Indian government seems to have washed its hands off of providing health care to its citizens. Going by the evidence of measly allocation of funds in the budget for health and its acceptance of corporate hospitals to provide health care to its employees, the trend is firmly set that we are going the American way. What then is going to happen to the existing health infrastructure, the vast network of primary health care centers and secondary and tertiary care hospitals? If the present trend of encouraging corporatization of medicine continues it is inevitable that these institutions will gradually go to seed and one day will altogether disappear. Imagine the situation where in excellent institutions like AIMS [Delhi] PGI [Chandigarh] NIMHANS and Jayadeva at Bangalore deteriorating and becoming places where only destitute go!
Nations are spending a considerable percentage of their GDP on providing health care. As the population ages health care costs are going to go up and India is no exception. But neglecting government run institutions and encouraging private clinics and hospitals run by corporate and health management funds is the right way of providing health care?

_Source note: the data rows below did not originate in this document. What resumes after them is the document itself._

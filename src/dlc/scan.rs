//! Local pack store scan
//!
//! Run once per index load. Store files matching the index are marked
//! ready; anything the index doesn't know, or whose footer disagrees with
//! the file table, is deleted. Partial downloads of known files are kept
//! for resuming.

use rayon::prelude::*;
use std::fs;
use std::path::{Path, PathBuf};
use tracing::{debug, info, warn};
use walkdir::WalkDir;

use super::index::PackIndex;
use crate::archive::lite;
use crate::paths::{PART_EXT, STORE_EXT};

#[derive(Debug, Default)]
pub struct ScanResult {
    /// Readiness per file index.
    pub ready: Vec<bool>,
    pub deleted: usize,
    pub partial: usize,
}

enum Verdict {
    Ready(usize),
    Partial,
    Delete(&'static str),
    Ignore,
}

pub fn scan_store(store_dir: &Path, index: &PackIndex) -> ScanResult {
    let candidates: Vec<PathBuf> = WalkDir::new(store_dir)
        .into_iter()
        .filter_map(|e| e.ok())
        .filter(|e| e.file_type().is_file())
        .map(|e| e.into_path())
        .collect();

    let verdicts: Vec<(PathBuf, Verdict)> = candidates
        .into_par_iter()
        .map(|path| {
            let verdict = judge(store_dir, &path, index);
            (path, verdict)
        })
        .collect();

    let mut result = ScanResult {
        ready: vec![false; index.files().len()],
        ..ScanResult::default()
    };

    for (path, verdict) in verdicts {
        match verdict {
            Verdict::Ready(file) => result.ready[file] = true,
            Verdict::Partial => result.partial += 1,
            Verdict::Delete(reason) => {
                debug!("Deleting {} ({})", path.display(), reason);
                match fs::remove_file(&path) {
                    Ok(()) => result.deleted += 1,
                    Err(e) => warn!("Failed to delete {}: {}", path.display(), e),
                }
            }
            Verdict::Ignore => {}
        }
    }

    info!(
        "Scanned {}: {} ready, {} partial, {} deleted",
        store_dir.display(),
        result.ready.iter().filter(|&&r| r).count(),
        result.partial,
        result.deleted
    );
    result
}

fn judge(store_dir: &Path, path: &Path, index: &PackIndex) -> Verdict {
    let Ok(relative) = path.strip_prefix(store_dir) else {
        return Verdict::Ignore;
    };
    let relative = relative.to_string_lossy().replace('\\', "/");

    if let Some(name) = relative.strip_suffix(PART_EXT) {
        return match index.file_index(name) {
            Some(_) => Verdict::Partial,
            None => Verdict::Delete("partial download of an unknown file"),
        };
    }

    let Some(name) = relative.strip_suffix(STORE_EXT) else {
        return Verdict::Ignore;
    };
    let Some(file) = index.file_index(name) else {
        return Verdict::Delete("not in the index");
    };

    let expected = index.file(file);
    match lite::read_footer(path) {
        Ok(footer)
            if footer.compressed_crc32 == expected.compressed_crc32
                && footer.compressed_size == expected.compressed_size
                && footer.original_size == expected.original_size
                && footer.compression() == expected.compression_type =>
        {
            Verdict::Ready(file)
        }
        Ok(_) => Verdict::Delete("footer differs from the file table"),
        Err(_) => Verdict::Delete("no valid footer"),
    }
}

#[cfg(test)]
mod tests {
    use super::*;
    use crate::archive::{CompressionType, FileInfo};
    use crate::dlc::store;
    use crate::hash::crc32;
    use crate::meta::{PackDescription, PackMetaData};
    use crate::paths::{ensure_parent_dirs, part_path, store_path};
    use tempfile::TempDir;

    fn index(files: &[(&str, &[u8])]) -> PackIndex {
        let infos = files
            .iter()
            .map(|(name, data)| FileInfo {
                relative_file_path: name.to_string(),
                compression_type: CompressionType::None,
                compressed_size: data.len() as u32,
                original_size: data.len() as u32,
                offset: 0,
                compressed_crc32: crc32(data),
            })
            .collect();
        let meta = PackMetaData::new(
            vec![PackDescription {
                name: "all".into(),
                dependencies: vec![],
            }],
            vec![0; files.len()],
        );
        PackIndex::build(infos, &meta, None).unwrap()
    }

    #[test]
    fn test_scan_keeps_valid_and_deletes_junk() -> anyhow::Result<()> {
        let dir = TempDir::new()?;
        let root = dir.path();
        let index = index(&[("ui/a.png", b"aaaa"), ("ui/b.png", b"bbbbbb"), ("c.txt", b"cc")]);

        // Valid store file
        ensure_parent_dirs(&store_path(root, "ui/a.png"))?;
        lite::write(&store_path(root, "ui/a.png"), b"aaaa", CompressionType::None)?;
        // Stale: right name, different content
        lite::write(&store_path(root, "ui/b.png"), b"zzzzzz", CompressionType::None)?;
        // Resumable part
        let part = part_path(root, "c.txt");
        fs::write(&part, b"c")?;
        // Junk
        let junk = store_path(root, "old/removed.txt");
        ensure_parent_dirs(&junk)?;
        fs::write(&junk, b"garbage")?;
        let orphan_part = part_path(root, "old/gone.txt");
        fs::write(&orphan_part, b"g")?;
        // Not ours
        fs::write(root.join("local_copy_server_meta.meta"), b"meta")?;

        let result = scan_store(root, &index);
        assert_eq!(result.ready, vec![true, false, false]);
        assert_eq!(result.partial, 1);
        assert_eq!(result.deleted, 3);

        assert!(store_path(root, "ui/a.png").exists());
        assert!(!store_path(root, "ui/b.png").exists());
        assert!(part.exists());
        assert!(!junk.exists());
        assert!(!orphan_part.exists());
        assert!(root.join("local_copy_server_meta.meta").exists());

        // A committed part is picked up by the next scan
        fs::write(&part, b"cc")?;
        assert!(store::commit_part(root, index.file(2))?);
        assert_eq!(scan_store(root, &index).ready, vec![true, false, true]);
        Ok(())
    }
}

Far from it, it is the worst way, especially for a poor country like India. Some you who are not Indians may wonder when I use the word poor to describe India. What you read or hear about India in the news and electronic media is all about the doings of the 5% of Indians who have done well for themselves.
This 5% is what the corporates are interested in. This 5% consist of the upper middle and the rich. Our politicians [even the grass root ones], beurocrats belong to this class. These are supposed to use the health facilities of the government. Hardly anyone does this and all of them with rare exceptions make a beeline to corporate hospitals when they fall sick or even for their routine health checks. If the top echelons of the government have no confidence in their own institutions how can one expect the ordinary citizens to have any confidence? They too will and have to go to these privately run institutions.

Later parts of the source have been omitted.